Anyway , keep your progress posted.


----------



## Bossman (Mar 10, 2020)

Sven said:


> Very nice score.
> Prior to be educated,  I thought Superbe was produced  "Super - Bee " not "Superb"
> Anyway , keep your progress posted.



It is a unique name!


----------



## rollfaster (Mar 10, 2020)

Love those Superbe’s!


----------



## Bossman (Mar 11, 2020)

rollfaster said:


> Love those Superbe’s!View attachment 1153833



Inspiration, thanks!


----------



## SirMike1983 (Mar 11, 2020)

Depends on how deep the rust is and how much separation at the lug. The frames are basic carbon steel, so the tube walls are not terribly thin, at least compared to butted 531 or something like that. If you have enough rust and/or enough separation, then it ends up in the "repair or write-off" category, depending on whether you want to repair and repaint the frame, or write it off. But that would take quite a bit wrong with a frame like this.

The traditional pronunciation is "su-perbuh". A modern variation is "su-perb". It is not "Super-bee".


----------



## Bossman (Mar 11, 2020)

I am definitely hoping this is not a write off. I'll have a better idea once I break it down and clean the frame. I'll post more photos once I have done that. Thanks for your input!


----------



## Bossman (Mar 12, 2020)

I have added photos of the top tube/seat tube lug. The underside of the lug at the top tube is separating. I have also added a photo of the BB shell and chain stay connection. I am hoping this is a repair and not a write off.  I haven't had a lot of experience with frame repair and I am still new to restoration in general. Again, I appreciate any feedback!


----------



## Mr. Monkeyarms (Mar 12, 2020)

These old steel bikes are very strong. Personally, I would have no problem cleaning this up the best I can, service everything and ride! I would be more concerned about the weld at the seat stays/seat binder junction on this one.


----------



## SirMike1983 (Mar 12, 2020)

Lug issue - doesn't look bad to me, based on those pictures. Yeah the joint is not perfect, but few of them are from this period of production. Clean up / rust remove and take a closer look, but I don't think you have a big issue there.

The chainstays near the stand are a little worse, it seems, being flattened and a bit rusty. But again, it doesn't seem too bad to me. Carefully remove the kickstand and do your usual rust removal. Check for cracks or breaks in the stay tube surface. If it cleans up and you have no cracks or breaks, you should be fine. You'll need to decide to how you want to address the flattening of the stays when you re-assemble. Those stands are notorious for crushing the stays. You might want to use a rubber liner if you put a kickstand back on to protect the stays from further damage.
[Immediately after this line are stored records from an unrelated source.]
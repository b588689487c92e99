use anyhow::Result;
use clap::Parser;
use promptstash::cli::Cli;
use promptstash::config::Config;
use promptstash::utils::output::print_error;

fn main() {
    let cli = Cli::parse();

    if let Err(e) = run(cli) {
        print_error(&e.to_string());
        std::process::exit(1);
    }
}

fn run(cli: Cli) -> Result<()> {
    if cli.config.is_none() {
        Config::ensure_config_exists()?;
    }

    let config = match &cli.config {
        Some(config_path) => Config::load_custom(config_path)?,
        None => Config::load()?,
    };

    cli.command.execute(config)?;
    Ok(())
}
use crate::commands::{folder, prompt, serve, tag};
use crate::config::Config;
use crate::utils::error::AppResult;
use clap::{Args, Parser, Subcommand};
use std::path::PathBuf;

#[derive(Parser)]
#[command(name = "promptstash")]
#[command(about = "Organize, search and render reusable prompts")]
#[command(version)]
pub struct Cli {
    #[arg(short, long, value_name = "FILE")]
    pub config: Option<PathBuf>,

    #[command(subcommand)]
    pub command: Commands,
}

impl Commands {
    pub fn execute(self, config: Config) -> AppResult<()> {
        match self {
            Commands::Init => prompt::handle_init_command(config),
            Commands::Add(args) => prompt::handle_add_command(config, &args),
            Commands::List(args) => prompt::handle_list_command(config, &args),
            Commands::Search(args) => prompt::handle_search_command(config, &args),
            Commands::Show(args) => prompt::handle_show_command(config, &args),
            Commands::Edit(args) => prompt::handle_edit_command(config, &args),
            Commands::Delete(args) => prompt::handle_delete_command(config, &args),
            Commands::Render(args) => prompt::handle_render_command(config, &args),
            Commands::Folder(args) => folder::handle_folder_command(config, args.command),
            Commands::Tag(args) => tag::handle_tag_command(config, args.command),
            Commands::Serve => serve::handle_serve_command(config),
        }
    }
}

#[derive(Subcommand)]
pub enum Commands {
    /// Create the config file and database
    Init,

    /// Add a new prompt
    Add(AddArgs),

    /// List prompts, most recently updated first
    List(ListArgs),

    /// Search prompts by text, tags and folder
    Search(SearchArgs),

    /// Show full prompt details
    Show(ShowArgs),

    /// Update fields of an existing prompt
    Edit(EditArgs),

    /// Delete a prompt
    Delete(DeleteArgs),

    /// Render a prompt with template variables
    Render(RenderArgs),

    /// Manage folders
    Folder(FolderArgs),

    /// Manage tags
    Tag(TagArgs),

    /// Run the MCP server on stdio
    Serve,
}

#[derive(Args)]
pub struct AddArgs {
    #[arg(help = "Prompt title")]
    pub title: String,

    #[arg(long, help = "Prompt content; read from stdin when omitted")]
    pub content: Option<String>,

    #[arg(short = 'd', long)]
    pub description: Option<String>,

    #[arg(short = 'f', long, help = "Folder path, e.g. AI/Coding")]
    pub folder: Option<String>,

    #[arg(short = 't', long = "tag", help = "Tag name (repeatable)")]
    pub tags: Vec<String>,
}

#[derive(Args)]
pub struct ListArgs {
    #[arg(short = 'f', long, help = "Only prompts directly in this folder")]
    pub folder: Option<String>,

    #[arg(short = 't', long = "tag", help = "Require this tag (repeatable)")]
    pub tags: Vec<String>,

    #[arg(short = 'n', long)]
    pub limit: Option<u32>,
}

#[derive(Args)]
pub struct SearchArgs {
    #[arg(help = "Text to match in title, content or description")]
    pub query: Option<String>,

    #[arg(short = 't', long = "tag", help = "Require this tag (repeatable)")]
    pub tags: Vec<String>,

    #[arg(short = 'f', long, help = "Only prompts directly in this folder")]
    pub folder: Option<String>,

    #[arg(short = 'n', long)]
    pub limit: Option<u32>,
}

#[derive(Args)]
pub struct ShowArgs {
    #[arg(help = "Prompt ID")]
    pub id: i64,
}

#[derive(Args)]
pub struct EditArgs {
    #[arg(help = "Prompt ID")]
    pub id: i64,

    #[arg(long)]
    pub title: Option<String>,

    #[arg(long)]
    pub content: Option<String>,

    #[arg(short = 'd', long)]
    pub description: Option<String>,

    #[arg(short = 'f', long, help = "Move to this folder")]
    pub folder: Option<String>,

    #[arg(
        short = 't',
        long = "tag",
        help = "Replace all tags with these (repeatable)"
    )]
    pub tags: Option<Vec<String>>,
}

#[derive(Args)]
pub struct DeleteArgs {
    #[arg(help = "Prompt ID")]
    pub id: i64,

    #[arg(long, help = "Skip confirmation")]
    pub force: bool,
}

#[derive(Args)]
pub struct RenderArgs {
    #[arg(help = "Prompt ID")]
    pub id: i64,

    #[arg(long = "var", help = "Variable as key=value (repeatable)")]
    pub vars: Vec<String>,
}

#[derive(Args)]
pub struct FolderArgs {
    #[command(subcommand)]
    pub command: FolderCommands,
}

#[derive(Subcommand)]
pub enum FolderCommands {
    /// List all folders with prompt counts
    List,

    /// Create a folder (and its ancestors)
    Create {
        #[arg(help = "Folder path, e.g. AI/Coding")]
        path: String,
    },

    /// Rename or move a folder and everything below it
    Rename {
        #[arg(help = "Current folder path")]
        old: String,
        #[arg(help = "New folder path")]
        new: String,
    },

    /// Delete a folder; its prompts move to the parent folder
    Delete {
        #[arg(help = "Folder path")]
        path: String,
        #[arg(long, help = "Skip confirmation")]
        force: bool,
    },
}

#[derive(Args)]
pub struct TagArgs {
    #[command(subcommand)]
    pub command: TagCommands,
}

#[derive(Subcommand)]
pub enum TagCommands {
    /// List tags, optionally only one category
    List {
        #[arg(short = 'c', long)]
        category: Option<String>,
    },

    /// Create a tag
    Create {
        #[arg(help = "Tag name (case-insensitively unique)")]
        name: String,
        #[arg(short = 'c', long)]
        category: Option<String>,
        #[arg(long, help = "Display color, e.g. #3B82F6")]
        color: Option<String>,
    },

    /// Rename a tag or change its metadata
    Update {
        #[arg(help = "Current tag name")]
        name: String,
        #[arg(long, help = "New tag name")]
        rename: Option<String>,
        #[arg(short = 'c', long)]
        category: Option<String>,
        #[arg(long)]
        color: Option<String>,
    },

    /// Delete a tag and remove it from all prompts
    Delete {
        #[arg(help = "Tag name")]
        name: String,
        #[arg(long, help = "Skip confirmation")]
        force: bool,
    },
}

#[cfg(test)]
mod tests {
    use super::*;

    #[test]
    fn parses_add_with_tags_and_folder() {
        let cli = Cli::parse_from([
            "promptstash",
            "add",
            "Code Review",
            "--content",
            "Review {language} code",
            "-f",
            "AI/Coding",
            "-t",
            "rust",
            "-t",
            "review",
        ]);
        match cli.command {
            Commands::Add(args) => {
                assert_eq!(args.title, "Code Review");
                assert_eq!(args.folder.as_deref(), Some("AI/Coding"));
                assert_eq!(args.tags, ["rust", "review"]);
            },
            _ => panic!("expected add"),
        }
    }

    #[test]
    fn parses_render_vars() {
        let cli = Cli::parse_from([
            "promptstash",
            "render",
            "3",
            "--var",
            "name=Ann",
            "--var",
            "lang=Rust",
        ]);
        match cli.command {
            Commands::Render(args) => {
                assert_eq!(args.id, 3);
                assert_eq!(args.vars, ["name=Ann", "lang=Rust"]);
            },
            _ => panic!("expected render"),
        }
    }

    #[test]
    fn edit_distinguishes_no_tags_from_empty_tags() {
        let cli = Cli::parse_from(["promptstash", "edit", "7", "--title", "new"]);
        match cli.command {
            Commands::Edit(args) => assert!(args.tags.is_none()),
            _ => panic!("expected edit"),
        }
    }

    #[test]
    fn parses_folder_rename() {
        let cli = Cli::parse_from(["promptstash", "folder", "rename", "AI", "ML"]);
        match cli.command {
            Commands::Folder(args) => match args.command {
                FolderCommands::Rename { old, new } => {
                    assert_eq!(old, "AI");
                    assert_eq!(new, "ML");
                },
                _ => panic!("expected rename"),
            },
            _ => panic!("expected folder"),
        }
    }
}
fn definitions() -> Vec<ToolDefinition> {
    let id_schema = json!({
        "type": "object",
        "properties": {
            "id": { "type": "integer", "description": "Prompt ID" }
        },
        "required": ["id"]
    });

    vec![
        ToolDefinition {
            name: "create_prompt".to_string(),
            description: "Create a new prompt. Unknown tags are created automatically; the folder comes into existence implicitly.".to_string(),
            input_schema: json!({
                "type": "object",
                "properties": {
                    "title": { "type": "string", "description": "Prompt title" },
                    "content": { "type": "string", "description": "Prompt text; may contain {var} or {{var}} placeholders" },
                    "description": { "type": "string", "description": "Optional summary" },
                    "folder_path": { "type": "string", "description": "Folder path like 'AI/Coding'; omit for the root folder" },
                    "tags": { "type": "array", "items": { "type": "string" }, "description": "Tag names" }
                },
                "required": ["title", "content"]
            }),
        },
        ToolDefinition {
            name: "get_prompt".to_string(),
            description: "Fetch one prompt by ID, including its tags.".to_string(),
            input_schema: id_schema.clone(),
        },
        ToolDefinition {
            name: "update_prompt".to_string(),
            description: "Update fields of a prompt. Omitted fields are left untouched; a supplied tag list replaces all tags.".to_string(),
            input_schema: json!({
                "type": "object",
                "properties": {
                    "id": { "type": "integer", "description": "Prompt ID" },
                    "title": { "type": "string" },
                    "content": { "type": "string" },
                    "description": { "type": "string", "description": "New description; an empty string clears it" },
                    "folder_path": { "type": "string", "description": "Move the prompt to this folder" },
                    "tags": { "type": "array", "items": { "type": "string" }, "description": "Replacement tag list" }
                },
                "required": ["id"]
            }),
        },
        ToolDefinition {
            name: "delete_prompt".to_string(),
            description: "Delete a prompt by ID.".to_string(),
            input_schema: id_schema.clone(),
        },
        ToolDefinition {
            name: "search_prompts".to_string(),
            description: "Search prompts by text (title, content, description), required tags and exact folder. Results come back most recently updated first.".to_string(),
            input_schema: json!({
                "type": "object",
                "properties": {
                    "query": { "type": "string", "description": "Case-insensitive substring" },
                    "tags": { "type": "array", "items": { "type": "string" }, "description": "Prompt must carry every listed tag" },
                    "folder_path": { "type": "string", "description": "Exact folder (not its subtree)" },
                    "limit": { "type": "integer", "description": "Maximum results (default 10)", "minimum": 1, "maximum": 1000 }
                },
                "required": []
            }),
        },
        ToolDefinition {
            name: "render_prompt".to_string(),
            description: "Substitute variables into a prompt's {var} / {{var}} placeholders. Unmatched placeholders pass through and are reported as missing.".to_string(),
            input_schema: json!({
                "type": "object",
                "properties": {
                    "id": { "type": "integer", "description": "Prompt ID" },
                    "variables": {
                        "type": "object",
                        "additionalProperties": { "type": "string" },
                        "description": "Placeholder name to value"
                    }
                },
                "required": ["id"]
            }),
        },
        ToolDefinition {
            name: "list_folders".to_string(),
            description: "List every folder with its direct prompt count, including folders implied by prompt paths.".to_string(),
            input_schema: json!({ "type": "object", "properties": {}, "required": [] }),
        },
        ToolDefinition {
            name: "create_folder".to_string(),
            description: "Create a folder (and its ancestors). Idempotent.".to_string(),
            input_schema: json!({
                "type": "object",
                "properties": {
                    "path": { "type": "string", "description": "Folder path like 'AI/Coding'" }
                },
                "required": ["path"]
            }),
        },
        ToolDefinition {
            name: "rename_folder".to_string(),
            description: "Rename or move a folder; every prompt and subfolder below it follows.".to_string(),
            input_schema: json!({
                "type": "object",
                "properties": {
                    "old_path": { "type": "string", "description": "Current folder path" },
                    "new_path": { "type": "string", "description": "New folder path" }
                },
                "required": ["old_path", "new_path"]
            }),
        },
        ToolDefinition {
            name: "delete_folder".to_string(),
            description: "Delete a folder. Prompts in it or below it move to its parent folder; no prompt is deleted.".to_string(),
            input_schema: json!({
                "type": "object",
                "properties": {
                    "path": { "type": "string", "description": "Folder path" }
                },
                "required": ["path"]
            }),
        },
        ToolDefinition {
            name: "list_tags".to_string(),
            description: "List tags sorted by name, optionally only those in one category.".to_string(),
            input_schema: json!({
                "type": "object",
                "properties": {
                    "category": { "type": "string", "description": "Only tags with this category" }
                },
                "required": []
            }),
        },
        ToolDefinition {
            name: "create_tag".to_string(),
            description: "Create a tag. Names are unique case-insensitively.".to_string(),
            input_schema: json!({
                "type": "object",
                "properties": {
                    "name": { "type": "string", "description": "Tag name" },
                    "category": { "type": "string", "description": "Optional grouping" },
                    "color": { "type": "string", "description": "Display color, e.g. #3B82F6" }
                },
                "required": ["name"]
            }),
        },
        ToolDefinition {
            name: "update_tag".to_string(),
            description: "Rename a tag or change its category/color. A rename carries every prompt association with it.".to_string(),
            input_schema: json!({
                "type": "object",
                "properties": {
                    "name": { "type": "string", "description": "Current tag name" },
                    "new_name": { "type": "string" },
                    "category": { "type": "string" },
                    "color": { "type": "string" }
                },
                "required": ["name"]
            }),
        },
        ToolDefinition {
            name: "delete_tag".to_string(),
            description: "Delete a tag and remove it from every prompt. Prompts themselves survive.".to_string(),
            input_schema: json!({
                "type": "object",
                "properties": {
                    "name": { "type": "string", "description": "Tag name" }
                },
                "required": ["name"]
            }),
        },
    ]
}
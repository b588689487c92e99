//! End-to-end tests against a database file on disk, the way the CLI and
//! the MCP server share it.

use promptstash::models::{PromptPatch, SearchQuery};
use promptstash::Library;
use std::collections::HashMap;
use tempfile::TempDir;

fn open_library(dir: &TempDir) -> Library {
    Library::open(dir.path().join("prompts.db")).unwrap()
}

#[test]
fn database_persists_across_reopens() {
    let dir = TempDir::new().unwrap();

    let id = {
        let mut library = open_library(&dir);
        library
            .create_prompt(
                "Code Review",
                "Review {language} code for {focus}",
                Some("general review helper"),
                Some("AI/Coding"),
                &["rust".to_string(), "review".to_string()],
            )
            .unwrap()
            .id
    };

    // Fresh handle on the same file, as a second process would take.
    let library = open_library(&dir);
    let prompt = library.get_prompt(id).unwrap();
    assert_eq!(prompt.title, "Code Review");
    assert_eq!(prompt.folder_path, "AI/Coding");
    assert_eq!(prompt.tags, ["review", "rust"]);
}

#[test]
fn folder_rename_and_delete_cascade_end_to_end() {
    let dir = TempDir::new().unwrap();
    let mut library = open_library(&dir);

    let a = library
        .create_prompt("a", "c", None, Some("AI/Coding"), &[])
        .unwrap();
    let b = library
        .create_prompt("b", "c", None, Some("AI/Coding/Python"), &[])
        .unwrap();

    library.rename_folder("AI", "ML").unwrap();
    assert_eq!(library.get_prompt(a.id).unwrap().folder_path, "ML/Coding");
    assert_eq!(
        library.get_prompt(b.id).unwrap().folder_path,
        "ML/Coding/Python"
    );

    library.delete_folder("ML/Coding").unwrap();
    assert_eq!(library.get_prompt(a.id).unwrap().folder_path, "ML");
    assert_eq!(library.get_prompt(b.id).unwrap().folder_path, "ML");

    let paths: Vec<String> = library
        .list_folders()
        .unwrap()
        .into_iter()
        .map(|f| f.path)
        .collect();
    assert_eq!(paths, ["ML"]);
}

#[test]
fn search_combines_text_tags_and_folder() {
    let dir = TempDir::new().unwrap();
    let mut library = open_library(&dir);

    library
        .create_prompt(
            "Review helper",
            "look carefully",
            None,
            Some("Work"),
            &["rust".to_string()],
        )
        .unwrap();
    library
        .create_prompt(
            "Review notes",
            "look carefully",
            None,
            Some("Work"),
            &["python".to_string()],
        )
        .unwrap();
    library
        .create_prompt(
            "Review elsewhere",
            "look carefully",
            None,
            Some("Play"),
            &["rust".to_string()],
        )
        .unwrap();

    let found = library
        .search_prompts(&SearchQuery {
            query: Some("review".to_string()),
            tags: vec!["rust".to_string()],
            folder_path: Some("Work".to_string()),
            limit: None,
        })
        .unwrap();

    assert_eq!(found.len(), 1);
    assert_eq!(found[0].title, "Review helper");
}

#[test]
fn tag_rename_reaches_every_prompt() {
    let dir = TempDir::new().unwrap();
    let mut library = open_library(&dir);

    let ids: Vec<i64> = (0..3)
        .map(|n| {
            library
                .create_prompt(
                    &format!("p{n}"),
                    "c",
                    None,
                    None,
                    &["draft".to_string()],
                )
                .unwrap()
                .id
        })
        .collect();

    library
        .update_tag("draft", Some("published"), None, None)
        .unwrap();

    for id in ids {
        assert_eq!(library.get_prompt(id).unwrap().tags, ["published"]);
    }
}

#[test]
fn update_then_render_uses_latest_content() {
    let dir = TempDir::new().unwrap();
    let mut library = open_library(&dir);

    let prompt = library
        .create_prompt("t", "Hello {name}", None, None, &[])
        .unwrap();

    library
        .update_prompt(
            prompt.id,
            &PromptPatch {
                content: Some("Goodbye {{name}}".to_string()),
                ..Default::default()
            },
        )
        .unwrap();

    let vars = HashMap::from([("name".to_string(), "Ann".to_string())]);
    let (_, rendering) = library.render_prompt(prompt.id, &vars).unwrap();
    assert_eq!(rendering.text, "Goodbye Ann");
}

#[test]
fn failed_delete_leaves_no_trace() {
    let dir = TempDir::new().unwrap();
    let mut library = open_library(&dir);

    let prompt = library.create_prompt("keep", "c", None, None, &[]).unwrap();
    let err = library.delete_prompt(prompt.id + 10).unwrap_err();
    assert_eq!(err.kind(), "not_found");

    let all = library.search_prompts(&SearchQuery::default()).unwrap();
    assert_eq!(all.len(), 1);
    assert_eq!(all[0].title, "keep");
}
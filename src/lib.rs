//! Promptstash - a prompt library with folders, tags and templates
//!
//! Prompts live in one SQLite database, organized by hierarchical folder
//! paths and flat tags, with `{var}` / `{{var}}` template substitution.
//! The same store is exposed through a CLI and an MCP stdio server.

pub mod cli;
pub mod commands;
pub mod config;
pub mod library;
pub mod mcp;
pub mod models;
pub mod path;
pub mod store;
pub mod template;
pub mod utils;

pub use library::Library;
pub use models::{Folder, Prompt, PromptPatch, SearchQuery, Tag};
pub use path::FolderPath;

/// Library version
pub const VERSION: &str = env!("CARGO_PKG_VERSION");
These frames have a pretty good margin of safety because they're heavily built. Clean up and get to work, I say.


----------



## Bossman (Mar 12, 2020)

Mr. Monkeyarms said:


> These old steel bikes are very strong. Personally, I would have no problem cleaning this up the best I can, service everything and ride! I would be more concerned about the weld at the seat stays/seat binder junction on this one.


----------



## Bossman (Mar 12, 2020)

Great, thanks for that input, I feel better about this score now. I will carry on, clean it up and see what I find. I have a friend who is a skilled welder and can maybe look at the seat stays for me.


----------



## Bossman (Mar 12, 2020)

SirMike1983 said:


> Lug issue - doesn't look bad to me, based on those pictures. Yeah the joint is not perfect, but few of them are from this period of production. Clean up / rust remove and take a closer look, but I don't think you have a big issue there.
> 
> The chainstays near the stand are a little worse, it seems, being flattened and a bit rusty. But again, it doesn't seem too bad to me. Carefully remove the kickstand and do your usual rust removal. Check for cracks or breaks in the stay tube surface. If it cleans up and you have no cracks or breaks, you should be fine. You'll need to decide to how you want to address the flattening of the stays when you re-assemble. Those stands are notorious for crushing the stays. You might want to use a rubber liner if you put a kickstand back on to protect the stays from further damage.
> 
> These frames have a pretty good margin of safety because they're heavily built. Clean up and get to work, I say.





SirMike1983 said:


> Lug issue - doesn't look bad to me, based on those pictures. Yeah the joint is not perfect, but few of them are from this period of production. Clean up / rust remove and take a closer look, but I don't think you have a big issue there.
> 
> The chainstays near the stand are a little worse, it seems, being flattened and a bit rusty. But again, it doesn't seem too bad to me. Carefully remove the kickstand and do your usual rust removal. Check for cracks or breaks in the stay tube surface. If it cleans up and you have no cracks or breaks, you should be fine. You'll need to decide to how you want to address the flattening of the stays when you re-assemble. Those stands are notorious for crushing the stays. You might want to use a rubber liner if you put a kickstand back on to protect the stays from further damage.
> 
> These frames have a pretty good margin of safety because they're heavily built. Clean up and get to work, I say.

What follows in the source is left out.